A filha perdida - Elena Ferrante
A filha perdida é um recorte da vida de Leda, uma professora universitária cujas filhas, duas jovens adultas, se mudaram para o Canadá para morar com o pai, o que é inicialmente apresentado por ela como motivo de alívio devido à aparente libertação de suas responsabilidades maternas. É Leda que narra em primeira pessoa os dias passados no litoral italiano, onde uma mãe e sua filha pequena cativam seu interesse e fazem com que ela relembre diferentes épocas de sua vida, especialmente sua relação com as filhas.

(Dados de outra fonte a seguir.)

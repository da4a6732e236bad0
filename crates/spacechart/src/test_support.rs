use nalgebra::{Point2, Vector2};

use crate::cluster::{ClusterAnchors, ClusterId};
use crate::node::{Node, NodeId};
use crate::registry::NodeRegistry;

/// Two clusters: "Left" anchored at (100, 100), "Right" at (300, 100)
pub(crate) fn two_anchors() -> ClusterAnchors {
    ClusterAnchors::new([
        ("Left", Point2::new(100.0, 100.0)),
        ("Right", Point2::new(300.0, 100.0)),
    ])
    .unwrap()
}

pub(crate) fn node_at(id: u32, cluster: u16, x: f64, y: f64, radius: f64) -> Node {
    Node {
        id: NodeId(id),
        key: format!("node-{id}"),
        cluster: ClusterId(cluster),
        weight: radius,
        quality_score: 50.0,
        tags: Vec::new(),
        radius,
        position: Point2::new(x, y),
        velocity: Vector2::zeros(),
    }
}

pub(crate) fn registry_of(anchors: &ClusterAnchors, nodes: Vec<Node>) -> NodeRegistry {
    NodeRegistry::from_nodes(anchors, nodes)
}
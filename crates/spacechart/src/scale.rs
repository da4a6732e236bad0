//! Square-root scales from an observed domain to a fixed output range
//!
//! Square-root mapping compresses differences in magnitude so that a few
//! very popular games do not dwarf the rest of the catalog.

use crate::config::ScaleConfig;

/// `sign(x) * sqrt(|x|)`, so negative inputs stay ordered
#[inline]
fn signed_sqrt(x: f64) -> f64 {
    x.signum() * x.abs().sqrt()
}

/// A clamped square-root scale
///
/// Monotonically non-decreasing for a non-reversed range, and always
/// returns a value inside the range. A degenerate domain (min == max,
/// or no observations) maps everything to the range minimum.
///
/// # Examples
///
/// ```
/// use spacechart::scale::SqrtScale;
///
/// let scale = SqrtScale::new([0.0, 100.0], [0.0, 10.0]);
/// assert_eq!(scale.map(25.0), 5.0);
/// assert_eq!(scale.map(400.0), 10.0); // clamped
///
/// let flat = SqrtScale::new([7.0, 7.0], [1.0, 100.0]);
/// assert_eq!(flat.map(7.0), 1.0);
/// ```
#[derive(Debug, Clone, Copy, PartialEq)]
pub struct SqrtScale {
    domain: [f64; 2],
    range: [f64; 2],
}

impl SqrtScale {
    pub fn new(domain: [f64; 2], range: [f64; 2]) -> Self {
        Self { domain, range }
    }

    /// Fits the domain to the minimum and maximum finite value observed
    pub fn fit<I>(values: I, range: [f64; 2]) -> Self
    where
        I: IntoIterator<Item = f64>,
    {
        let domain = values
            .into_iter()
            .filter(|v| v.is_finite())
            .fold(None, |acc: Option<[f64; 2]>, v| match acc {
                None => Some([v, v]),
                Some([lo, hi]) => Some([lo.min(v), hi.max(v)]),
            })
            .unwrap_or([0.0, 0.0]);

        Self { domain, range }
    }

    pub fn domain(&self) -> [f64; 2] {
        self.domain
    }

    pub fn range(&self) -> [f64; 2] {
        self.range
    }

    pub fn is_degenerate(&self) -> bool {
        !(signed_sqrt(self.domain[1]) - signed_sqrt(self.domain[0]) > 0.0)
    }

    pub fn map(&self, value: f64) -> f64 {
        let [r0, r1] = self.range;
        if self.is_degenerate() || !value.is_finite() {
            return r0;
        }

        let s0 = signed_sqrt(self.domain[0]);
        let s1 = signed_sqrt(self.domain[1]);
        let t = ((signed_sqrt(value) - s0) / (s1 - s0)).clamp(0.0, 1.0);

        r0 + t * (r1 - r0)
    }
}

/// The scales one node set is drawn with, fitted to its observed values
#[derive(Debug, Clone, Copy, PartialEq)]
pub struct ScaleSet {
    size: SqrtScale,
    backdrop: SqrtScale,
    intensity: SqrtScale,
}

impl ScaleSet {
    /// Fits weight scales to `weights` and the intensity scale to `scores`
    pub fn fit(weights: &[f64], scores: &[f64], config: &ScaleConfig) -> Self {
        Self {
            size: SqrtScale::fit(weights.iter().copied(), config.radius_range),
            backdrop: SqrtScale::fit(weights.iter().copied(), config.backdrop_range),
            intensity: SqrtScale::fit(scores.iter().copied(), config.intensity_range),
        }
    }

    /// Node radius for a weight
    pub fn size_of(&self, weight: f64) -> f64 {
        self.size.map(weight)
    }

    /// Half-width of the tinted backdrop drawn behind a node
    pub fn backdrop_of(&self, weight: f64) -> f64 {
        self.backdrop.map(weight)
    }

    /// Normalized brightness for a quality score
    pub fn intensity_of(&self, score: f64) -> f64 {
        self.intensity.map(score)
    }
}
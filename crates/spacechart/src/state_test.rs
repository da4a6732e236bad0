use crate::cluster::ClusterAnchors;
use crate::config::{Placement, ScaleConfig};
use crate::integrator::Cooling;
use crate::node::GameRecord;
use crate::registry::NodeRegistry;
use crate::state::{SimulationState, Status};

#[test]
fn test_status_defaults_to_idle() {
    assert_eq!(Status::default(), Status::Idle);
}

#[test]
fn test_status_predicates() {
    assert!(Status::Running.is_running());
    assert!(!Status::Paused.is_running());

    assert!(Status::Running.is_live());
    assert!(Status::Paused.is_live());
    assert!(!Status::Idle.is_live());
    assert!(!Status::Stopped.is_live());
}

#[test]
fn test_status_serializes_lowercase() {
    let json = serde_json::to_string(&Status::Paused).unwrap();
    assert_eq!(json, r#""paused""#);
}

#[test]
fn test_state_wraps_registry() {
    let anchors = ClusterAnchors::steam_genres();
    let (registry, _) = NodeRegistry::from_records(
        &anchors,
        vec![
            GameRecord::new("Terraria", "Adventure", 30_000.0, 97.0),
            GameRecord::new("Rocket League", "Racing", 50_000.0, 86.0),
        ],
        &ScaleConfig::default(),
        &Placement::default(),
    );

    let state = SimulationState::new(registry, Cooling::default());

    assert_eq!(state.node_count(), 2);
    assert_eq!(state.alpha(), 1.0);
    assert_eq!(state.status, Status::Idle);
}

Imagem: Livraria da Travessa
Enquanto lia, sublinhei trechos que pudessem me ajudar a desvendar Leda a partir das impressões, sentimentos, pensamentos que ela expressa ao longo do livro. É através dessas observações – sobre si mesma e os outros -, que conhecemos sua complexidade, principalmente como mãe, a qual, no entanto, não é a única matéria humana exposta na obra. Assim, à medida que lia, era como se conversasse com ela, ouvindo-a contar sua história de forma vulnerável e fragmentada a partir das lembranças suscitadas pelos acontecimentos de suas férias.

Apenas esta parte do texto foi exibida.